[Start of section]

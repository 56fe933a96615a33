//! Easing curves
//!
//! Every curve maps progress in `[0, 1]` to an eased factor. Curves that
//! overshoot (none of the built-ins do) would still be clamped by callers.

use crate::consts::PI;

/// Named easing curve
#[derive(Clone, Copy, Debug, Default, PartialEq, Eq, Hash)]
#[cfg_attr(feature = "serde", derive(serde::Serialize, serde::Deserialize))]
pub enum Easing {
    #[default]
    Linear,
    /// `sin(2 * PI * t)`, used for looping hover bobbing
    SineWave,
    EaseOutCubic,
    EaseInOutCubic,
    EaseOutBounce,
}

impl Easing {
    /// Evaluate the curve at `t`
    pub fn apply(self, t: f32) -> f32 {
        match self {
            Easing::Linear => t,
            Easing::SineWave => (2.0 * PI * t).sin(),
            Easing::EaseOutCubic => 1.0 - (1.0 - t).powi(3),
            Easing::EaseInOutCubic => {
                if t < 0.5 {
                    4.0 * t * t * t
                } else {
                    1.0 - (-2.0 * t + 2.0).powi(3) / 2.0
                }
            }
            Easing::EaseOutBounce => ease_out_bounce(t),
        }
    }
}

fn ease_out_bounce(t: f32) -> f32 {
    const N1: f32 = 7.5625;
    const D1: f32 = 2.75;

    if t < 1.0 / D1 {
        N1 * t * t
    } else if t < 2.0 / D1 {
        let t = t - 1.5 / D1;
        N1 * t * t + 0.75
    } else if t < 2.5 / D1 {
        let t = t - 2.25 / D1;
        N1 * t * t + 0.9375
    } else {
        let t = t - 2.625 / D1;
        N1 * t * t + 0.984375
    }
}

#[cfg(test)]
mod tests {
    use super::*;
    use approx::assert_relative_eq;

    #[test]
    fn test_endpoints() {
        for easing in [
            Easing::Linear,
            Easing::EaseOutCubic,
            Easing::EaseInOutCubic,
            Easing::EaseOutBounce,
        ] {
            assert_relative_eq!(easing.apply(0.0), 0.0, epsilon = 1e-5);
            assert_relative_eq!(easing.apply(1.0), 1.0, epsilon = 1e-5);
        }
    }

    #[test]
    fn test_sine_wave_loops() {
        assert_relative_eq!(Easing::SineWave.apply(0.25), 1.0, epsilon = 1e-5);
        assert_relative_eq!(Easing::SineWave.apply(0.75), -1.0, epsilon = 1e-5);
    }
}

[End of section]
[Start of section]

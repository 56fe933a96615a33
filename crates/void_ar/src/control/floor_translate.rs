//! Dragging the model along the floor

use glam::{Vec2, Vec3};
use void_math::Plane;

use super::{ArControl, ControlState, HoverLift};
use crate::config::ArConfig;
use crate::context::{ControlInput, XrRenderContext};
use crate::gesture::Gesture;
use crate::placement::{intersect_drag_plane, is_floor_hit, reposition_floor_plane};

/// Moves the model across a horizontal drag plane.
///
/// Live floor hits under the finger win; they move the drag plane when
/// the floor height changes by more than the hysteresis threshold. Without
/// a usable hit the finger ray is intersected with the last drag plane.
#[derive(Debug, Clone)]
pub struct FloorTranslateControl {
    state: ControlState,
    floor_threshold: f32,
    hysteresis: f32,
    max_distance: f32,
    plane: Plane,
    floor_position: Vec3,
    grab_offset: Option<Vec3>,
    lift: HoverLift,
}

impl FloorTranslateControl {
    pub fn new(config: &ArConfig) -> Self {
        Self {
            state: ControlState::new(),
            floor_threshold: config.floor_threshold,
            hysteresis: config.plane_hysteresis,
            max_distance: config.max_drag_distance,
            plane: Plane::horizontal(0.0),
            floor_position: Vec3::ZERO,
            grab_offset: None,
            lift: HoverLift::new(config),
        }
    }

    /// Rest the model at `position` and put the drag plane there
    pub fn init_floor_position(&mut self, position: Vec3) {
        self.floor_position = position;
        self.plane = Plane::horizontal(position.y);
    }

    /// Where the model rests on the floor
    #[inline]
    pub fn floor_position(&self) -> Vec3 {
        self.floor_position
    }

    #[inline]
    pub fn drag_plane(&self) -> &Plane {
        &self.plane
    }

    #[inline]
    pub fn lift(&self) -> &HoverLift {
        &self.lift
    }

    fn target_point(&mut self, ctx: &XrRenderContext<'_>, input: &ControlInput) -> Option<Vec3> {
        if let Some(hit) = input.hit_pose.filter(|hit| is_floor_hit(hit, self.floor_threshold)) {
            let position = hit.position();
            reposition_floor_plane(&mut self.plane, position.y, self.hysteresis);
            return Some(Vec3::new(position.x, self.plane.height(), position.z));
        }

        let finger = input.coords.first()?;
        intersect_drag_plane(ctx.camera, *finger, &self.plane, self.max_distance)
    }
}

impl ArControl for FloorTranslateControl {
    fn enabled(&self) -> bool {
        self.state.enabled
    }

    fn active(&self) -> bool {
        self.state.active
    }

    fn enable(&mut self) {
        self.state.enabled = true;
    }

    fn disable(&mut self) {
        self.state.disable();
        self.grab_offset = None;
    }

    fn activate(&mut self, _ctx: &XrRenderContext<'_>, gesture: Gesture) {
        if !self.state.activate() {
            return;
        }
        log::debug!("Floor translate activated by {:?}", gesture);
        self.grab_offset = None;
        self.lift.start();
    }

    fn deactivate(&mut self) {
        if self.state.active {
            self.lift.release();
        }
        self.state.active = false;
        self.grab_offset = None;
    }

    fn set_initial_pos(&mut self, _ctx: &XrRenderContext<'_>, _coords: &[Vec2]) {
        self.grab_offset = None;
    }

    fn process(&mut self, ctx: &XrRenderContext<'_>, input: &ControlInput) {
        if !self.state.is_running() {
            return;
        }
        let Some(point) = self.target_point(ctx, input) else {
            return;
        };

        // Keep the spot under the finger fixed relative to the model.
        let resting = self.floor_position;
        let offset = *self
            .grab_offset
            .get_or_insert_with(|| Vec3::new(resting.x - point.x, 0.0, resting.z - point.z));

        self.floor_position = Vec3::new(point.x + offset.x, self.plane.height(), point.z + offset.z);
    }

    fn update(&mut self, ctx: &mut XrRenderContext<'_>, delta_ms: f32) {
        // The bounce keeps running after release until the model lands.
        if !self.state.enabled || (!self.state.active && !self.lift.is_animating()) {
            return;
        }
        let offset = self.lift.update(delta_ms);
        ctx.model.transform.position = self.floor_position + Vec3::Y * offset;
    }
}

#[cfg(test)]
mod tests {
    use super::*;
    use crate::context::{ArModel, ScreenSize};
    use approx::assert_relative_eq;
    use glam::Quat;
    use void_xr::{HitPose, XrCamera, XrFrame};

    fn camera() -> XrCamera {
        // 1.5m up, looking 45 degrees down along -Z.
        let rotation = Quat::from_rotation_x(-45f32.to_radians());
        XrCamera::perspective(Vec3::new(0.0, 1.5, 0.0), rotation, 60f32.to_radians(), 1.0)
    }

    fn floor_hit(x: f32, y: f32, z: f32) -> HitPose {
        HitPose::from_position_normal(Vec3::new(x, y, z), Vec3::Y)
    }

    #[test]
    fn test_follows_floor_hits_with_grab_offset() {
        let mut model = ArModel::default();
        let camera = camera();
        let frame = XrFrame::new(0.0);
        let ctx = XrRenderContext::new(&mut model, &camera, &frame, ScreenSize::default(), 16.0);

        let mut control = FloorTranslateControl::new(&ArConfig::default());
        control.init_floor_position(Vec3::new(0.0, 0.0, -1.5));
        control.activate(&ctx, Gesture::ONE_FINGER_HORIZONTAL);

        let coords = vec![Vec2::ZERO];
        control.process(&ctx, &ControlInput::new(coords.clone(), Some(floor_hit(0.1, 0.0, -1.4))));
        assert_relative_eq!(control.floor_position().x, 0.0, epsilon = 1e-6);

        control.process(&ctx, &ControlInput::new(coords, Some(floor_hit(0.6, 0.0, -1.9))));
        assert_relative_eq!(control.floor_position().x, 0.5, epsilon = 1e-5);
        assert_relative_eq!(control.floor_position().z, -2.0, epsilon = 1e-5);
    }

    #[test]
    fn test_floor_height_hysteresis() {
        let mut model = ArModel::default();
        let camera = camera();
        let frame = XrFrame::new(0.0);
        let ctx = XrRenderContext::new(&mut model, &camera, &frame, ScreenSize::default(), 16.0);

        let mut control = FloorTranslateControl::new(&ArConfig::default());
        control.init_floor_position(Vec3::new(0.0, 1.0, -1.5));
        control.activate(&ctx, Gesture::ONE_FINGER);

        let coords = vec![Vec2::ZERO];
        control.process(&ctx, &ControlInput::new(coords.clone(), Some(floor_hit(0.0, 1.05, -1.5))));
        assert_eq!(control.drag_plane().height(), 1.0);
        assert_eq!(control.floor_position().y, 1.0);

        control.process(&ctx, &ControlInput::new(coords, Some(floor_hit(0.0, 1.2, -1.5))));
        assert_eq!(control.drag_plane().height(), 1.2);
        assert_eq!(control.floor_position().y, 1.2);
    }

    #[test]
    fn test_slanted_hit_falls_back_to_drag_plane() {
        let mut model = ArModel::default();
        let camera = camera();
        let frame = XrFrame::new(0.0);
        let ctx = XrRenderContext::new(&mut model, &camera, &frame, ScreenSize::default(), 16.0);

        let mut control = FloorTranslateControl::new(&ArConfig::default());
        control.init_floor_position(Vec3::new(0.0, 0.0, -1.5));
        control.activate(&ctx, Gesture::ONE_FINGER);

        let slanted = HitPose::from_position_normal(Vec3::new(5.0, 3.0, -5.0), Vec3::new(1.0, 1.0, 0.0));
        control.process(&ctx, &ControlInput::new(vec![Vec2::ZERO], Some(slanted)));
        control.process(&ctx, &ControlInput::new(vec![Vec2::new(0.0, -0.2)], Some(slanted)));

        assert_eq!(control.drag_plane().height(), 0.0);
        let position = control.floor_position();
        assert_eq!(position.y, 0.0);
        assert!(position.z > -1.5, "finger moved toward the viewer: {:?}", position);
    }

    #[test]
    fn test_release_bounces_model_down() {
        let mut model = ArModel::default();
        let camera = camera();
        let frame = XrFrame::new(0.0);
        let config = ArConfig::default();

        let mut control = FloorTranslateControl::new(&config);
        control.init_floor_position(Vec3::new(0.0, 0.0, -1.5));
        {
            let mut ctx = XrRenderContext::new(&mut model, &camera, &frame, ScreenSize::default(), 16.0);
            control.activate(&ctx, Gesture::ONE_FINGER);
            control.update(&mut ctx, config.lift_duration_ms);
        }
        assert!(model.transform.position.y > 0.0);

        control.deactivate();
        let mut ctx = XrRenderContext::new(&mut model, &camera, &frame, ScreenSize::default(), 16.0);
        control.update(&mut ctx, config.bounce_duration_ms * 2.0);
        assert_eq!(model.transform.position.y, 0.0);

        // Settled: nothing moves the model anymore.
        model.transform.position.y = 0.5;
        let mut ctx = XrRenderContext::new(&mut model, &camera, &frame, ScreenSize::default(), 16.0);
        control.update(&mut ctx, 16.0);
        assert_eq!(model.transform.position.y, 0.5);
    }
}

[End of section]

Within the listing above, work out the number of lines that hold "apply", and give that number alone.

5